Status produksi dan konsumsi serta perkiraan pasar resin epoksi
Resin epoksi cair tipe Bisphenol Aadalah jenis oligomer yang mengandung dua atau lebih gugus epoksi dalam molekulnya. Dapat digunakan dengan berbagai zat pengeras seperti amina, imidazol, anhidrida, resin fenolik, dll. untuk membentuk material pengeras jaringan tiga dimensi. Menurut struktur molekulnya, resin epoksi secara kasar dapat dibagi menjadi lima kategori: eter glisidil, ester glisidil, amina glisidil, resin epoksi alifatik linier, dan resin epoksi alisiklik.
Jenis resin epoksi yang paling banyak digunakan adalah eter glisidil, di antaranya resin epoksi bisfenol A merupakan yang utama, menyumbang sekitar 83% dari total produksi. Resin Epoksi Cair Bisfenol-A memiliki sifat-sifat yang sangat baik seperti daya rekat, ketahanan korosi, isolasi listrik, dan kekuatan mekanik. Resin ini banyak digunakan dalam perekatan berbagai logam dan non-logam, pembuatan lapisan tahan korosi, bahan isolasi listrik, bahan fiberglass/komposit, dan lain-lain. Resin ini memainkan peran penting dalam bidang elektronika dan teknik elektro, manufaktur mesin, perlindungan korosi kimia, kedirgantaraan, pembuatan kapal, dan banyak bidang industri lainnya, serta telah menjadi bahan dasar yang sangat diperlukan di bidang industri.
Saat ini, globalResin Epoksi Cair Bisphenol-AKonsumsi sebagian besar terkonsentrasi di Asia, Eropa, dan Amerika Serikat. Di antara negara-negara tersebut, Tiongkok (termasuk Provinsi Taiwan) mengonsumsi 2,265 juta ton, yang menyumbang sekitar 61% dari total konsumsi global, menempati peringkat pertama di dunia, diikuti oleh Eropa Barat dan Amerika Serikat, masing-masing menyumbang sekitar 10%. Dari perspektif struktur konsumsi, pelapis masih merupakan area konsumsi hilir resin epoksi yang paling penting di dunia, menyumbang 62%.

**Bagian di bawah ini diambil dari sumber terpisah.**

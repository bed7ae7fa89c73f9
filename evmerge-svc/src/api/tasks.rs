//! Task submission and retrieval handlers
//!
//! POST /create_task, GET /tasks/:id, GET /tasks/:id/summary, GET /tasks/:id/export
//!
//! Handlers only create, enqueue and read tasks. Merge work happens on the
//! worker.

use axum::{
    extract::{
        rejection::{JsonRejection, PathRejection},
        Path, State,
    },
    http::header,
    response::{IntoResponse, Response},
    routing::{get, post},
    Json, Router,
};
use evmerge_common::models::{FilterSpec, NormalizedRecord, TaskId, TaskStatus};
use serde::{de, Deserialize, Deserializer, Serialize};
use std::collections::BTreeSet;
use tracing::{debug, error, info};

use crate::{
    error::{ApiError, ApiResult},
    AppState,
};

/// Column order of exported CSV files, matching the JSON field names
const CSV_HEADER: [&str; 16] = [
    "year", "make", "model", "size", "type", "kw", "city_kWh", "hwy_kWh", "comb_kWh", "city_le",
    "hwy_le", "comb_le", "g_per_km", "rating", "km", "time_h",
];

/// POST /create_task request
///
/// Unknown keys are ignored; the frontend also sends `region` and `size`.
#[derive(Debug, Default, Deserialize)]
pub struct CreateTaskRequest {
    #[serde(rename = "startYear", default, deserialize_with = "lenient_year")]
    pub start_year: Option<i64>,

    #[serde(rename = "endYear", default, deserialize_with = "lenient_year")]
    pub end_year: Option<i64>,

    /// Manufacturer names
    #[serde(default, alias = "makes")]
    pub models: Option<Vec<String>>,
}

impl CreateTaskRequest {
    pub fn into_filter(self) -> evmerge_common::Result<FilterSpec> {
        FilterSpec::new(self.start_year, self.end_year, self.models.unwrap_or_default())
    }
}

/// Accepts an integer, an integer string, `null` or `""`
fn lenient_year<'de, D>(deserializer: D) -> Result<Option<i64>, D::Error>
where
    D: Deserializer<'de>,
{
    #[derive(Deserialize)]
    #[serde(untagged)]
    enum YearInput {
        Number(i64),
        Text(String),
    }

    match Option::<YearInput>::deserialize(deserializer)? {
        None => Ok(None),
        Some(YearInput::Number(year)) => Ok(Some(year)),
        Some(YearInput::Text(text)) => {
            let text = text.trim();
            if text.is_empty() {
                return Ok(None);
            }
            text.parse()
                .map(Some)
                .map_err(|_| de::Error::custom(format!("invalid year: {:?}", text)))
        }
    }
}

/// POST /create_task response
#[derive(Debug, Serialize)]
pub struct CreateTaskResponse {
    pub task_id: TaskId,
    pub status: TaskStatus,
}

/// GET /tasks/:id response
#[derive(Debug, Serialize)]
pub struct TaskResponse {
    pub status: TaskStatus,
    pub data: Vec<NormalizedRecord>,
}

/// GET /tasks/:id/summary response
#[derive(Debug, Serialize)]
pub struct TaskSummaryResponse {
    pub task_id: TaskId,
    pub status: TaskStatus,
    pub total_records: usize,
    pub unique_makes: usize,
    pub unique_years: usize,
}

/// POST /create_task
///
/// Validates the filter, persists a pending task and enqueues its id.
/// Returns immediately; processing happens on the worker.
pub async fn create_task(
    State(state): State<AppState>,
    payload: Result<Json<CreateTaskRequest>, JsonRejection>,
) -> ApiResult<Json<CreateTaskResponse>> {
    let Json(request) = payload.map_err(|e| ApiError::BadRequest(e.body_text()))?;
    let filter = request.into_filter()?;

    let task = state.store.create(&filter).await?;

    if let Err(e) = state.queue.enqueue(task.id) {
        error!(task_id = task.id, error = %e, "Failed to enqueue task");
        return Err(ApiError::Internal(format!(
            "Task {} was stored but could not be queued",
            task.id
        )));
    }

    info!(task_id = task.id, filter = ?filter, "Task created");

    Ok(Json(CreateTaskResponse {
        task_id: task.id,
        status: task.status,
    }))
}

/// GET /tasks/:id
pub async fn get_task(
    State(state): State<AppState>,
    path: Result<Path<TaskId>, PathRejection>,
) -> ApiResult<Json<TaskResponse>> {
    let task_id = task_id_from(path)?;
    let task = state.store.get(task_id).await?;

    debug!(task_id, status = %task.status, "Status query");

    Ok(Json(TaskResponse {
        status: task.status,
        data: task.records,
    }))
}

/// GET /tasks/:id/summary
pub async fn get_task_summary(
    State(state): State<AppState>,
    path: Result<Path<TaskId>, PathRejection>,
) -> ApiResult<Json<TaskSummaryResponse>> {
    let task_id = task_id_from(path)?;
    let task = state.store.get(task_id).await?;

    let unique_makes: BTreeSet<&str> = task.records.iter().map(|r| r.make.as_str()).collect();
    let unique_years: BTreeSet<i64> = task.records.iter().map(|r| r.year).collect();

    Ok(Json(TaskSummaryResponse {
        task_id,
        status: task.status,
        total_records: task.records.len(),
        unique_makes: unique_makes.len(),
        unique_years: unique_years.len(),
    }))
}

/// GET /tasks/:id/export
///
/// CSV download of a completed task's records.
pub async fn export_task(
    State(state): State<AppState>,
    path: Result<Path<TaskId>, PathRejection>,
) -> ApiResult<Response> {
    let task_id = task_id_from(path)?;
    let task = state.store.get(task_id).await?;

    if task.status != TaskStatus::Completed {
        return Err(ApiError::Conflict(format!(
            "Task {} is {}; only completed tasks can be exported",
            task_id, task.status
        )));
    }

    let body = records_to_csv(&task.records)?;

    Ok((
        [
            (header::CONTENT_TYPE, "text/csv; charset=utf-8"),
            (
                header::CONTENT_DISPOSITION,
                "attachment; filename=\"filtered_data.csv\"",
            ),
        ],
        body,
    )
        .into_response())
}

/// Ids that are not integers name no task, so they are 404s like unknown ids
fn task_id_from(path: Result<Path<TaskId>, PathRejection>) -> ApiResult<TaskId> {
    path.map(|Path(task_id)| task_id)
        .map_err(|e| ApiError::NotFound(format!("Task not found: {}", e.body_text())))
}

fn records_to_csv(records: &[NormalizedRecord]) -> ApiResult<Vec<u8>> {
    let csv_error = |e: csv::Error| ApiError::Internal(format!("CSV export failed: {}", e));

    let mut writer = csv::Writer::from_writer(Vec::new());

    // serialize() only emits the header alongside the first row
    if records.is_empty() {
        writer.write_record(CSV_HEADER).map_err(csv_error)?;
    }
    for record in records {
        writer.serialize(record).map_err(csv_error)?;
    }

    writer
        .into_inner()
        .map_err(|e| ApiError::Internal(format!("CSV export failed: {}", e)))
}

/// Task routes
pub fn task_routes() -> Router<AppState> {
    Router::new()
        .route("/create_task", post(create_task))
        .route("/tasks/:task_id", get(get_task))
        .route("/tasks/:task_id/summary", get(get_task_summary))
        .route("/tasks/:task_id/export", get(export_task))
}

#[cfg(test)]
mod tests {
    use super::*;

    fn sample(make: &str, kw: Option<f64>) -> NormalizedRecord {
        NormalizedRecord {
            year: 2021,
            make: make.into(),
            model: "Model 3".into(),
            size: "Mid-size".into(),
            vehicle_type: "BEV".into(),
            kw,
            city_kwh: None,
            hwy_kwh: None,
            comb_kwh: None,
            city_le: None,
            hwy_le: None,
            comb_le: None,
            g_per_km: None,
            rating: Some("10".into()),
            km: Some(423),
            time_h: None,
        }
    }

    #[test]
    fn test_request_accepts_frontend_shapes() {
        let request: CreateTaskRequest = serde_json::from_str(
            r#"{"startYear": "2020", "endYear": "", "models": ["Tesla", "Kia", " "], "region": "ON", "size": "SUV"}"#,
        )
        .unwrap();
        let filter = request.into_filter().unwrap();

        assert_eq!(filter.start_year, Some(2020));
        assert_eq!(filter.end_year, None);
        assert_eq!(filter.makes.len(), 2);
        assert!(filter.makes.contains("Kia"));
    }

    #[test]
    fn test_request_nulls_mean_absent() {
        let request: CreateTaskRequest =
            serde_json::from_str(r#"{"startYear": null, "endYear": null, "models": null}"#).unwrap();
        assert!(request.into_filter().unwrap().is_unfiltered());
    }

    #[test]
    fn test_request_rejects_bad_year() {
        assert!(serde_json::from_str::<CreateTaskRequest>(r#"{"startYear": "soon"}"#).is_err());
        assert!(serde_json::from_str::<CreateTaskRequest>(r#"{"startYear": true}"#).is_err());
    }

    #[test]
    fn test_csv_header_matches_serialized_fields() {
        let csv = records_to_csv(&[sample("Tesla", None)]).unwrap();
        let text = String::from_utf8(csv).unwrap();
        let mut lines = text.lines();

        assert_eq!(lines.next().unwrap(), CSV_HEADER.join(","));
        assert_eq!(
            lines.next().unwrap(),
            "2021,Tesla,Model 3,Mid-size,BEV,,,,,,,,,10,423,"
        );
    }

    #[test]
    fn test_csv_empty_still_has_header() {
        let csv = records_to_csv(&[]).unwrap();
        assert_eq!(String::from_utf8(csv).unwrap().trim_end(), CSV_HEADER.join(","));
    }
}
//! Filter engine
//!
//! Clauses are conjunctive; an absent clause is vacuously satisfied.
//!
//! A record with no usable year counts as year 0. That fails any positive
//! `startYear` clause but passes every `endYear` clause. Kept as is for
//! compatibility with existing clients.

use evmerge_common::models::{fields, FilterSpec, RawRecord};

/// Whether `record` passes every clause of `filter`
pub fn matches(record: &RawRecord, filter: &FilterSpec) -> bool {
    let year = record.integer(fields::YEAR).unwrap_or(0);

    if filter.start_year.is_some_and(|start| year < start) {
        return false;
    }
    if filter.end_year.is_some_and(|end| year > end) {
        return false;
    }

    if !filter.makes.is_empty() {
        match record.text(fields::MAKE) {
            Some(make) if filter.makes.contains(&make) => {}
            _ => return false,
        }
    }

    true
}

Saat ini, pasokan dan permintaan resin epoksi global relatif stabil, dan pertumbuhan konsumsi lambat. Menurut perkiraan, tingkat pertumbuhan tahunan rata-rata permintaan pasar resin epoksi global dari tahun 2022 hingga 2026 akan mencapai 3,8%. Asia akan menjadi wilayah dengan pertumbuhan kapasitas tercepat, di antaranya kapasitas baru domestik diperkirakan akan meningkat lebih dari 3 juta ton/tahun, pabrik Kukdo Chemical di Busan, Korea Selatan akan meningkat sebesar 200.000 ton/tahun, Taihua International di Thailand akan meningkat sebesar 20.000 ton/tahun, dan Mitsubishi Chemical di Jepang akan meningkat sebesar 12.000 ton/tahun. Dengan pelepasan kapasitas produksi baru secara bertahap, akan terjadi kelebihan kapasitas yang serius dan persaingan pasar akan sangat ketat.
Dalam lima tahun ke depan, konsumsiresin epoksiTren yang terlihat akan terpolarisasi: pertama, permintaan pasar dari industri tradisional seperti konstruksi infrastruktur, otomotif, kapal, dan listrik akan mempertahankan tingkat pertumbuhan menengah hingga rendah. Kedua, permintaan dari manufaktur baru dan peningkatan konsumsi akan menjadi pendorong utama. Menurut perkiraan, area yang mendorong pertumbuhan permintaan konsumsi hilir akan terkonsentrasi di sub-pasar bilah turbin angin, laminasi berlapis tembaga, pemurni sambungan, dan kendaraan energi baru.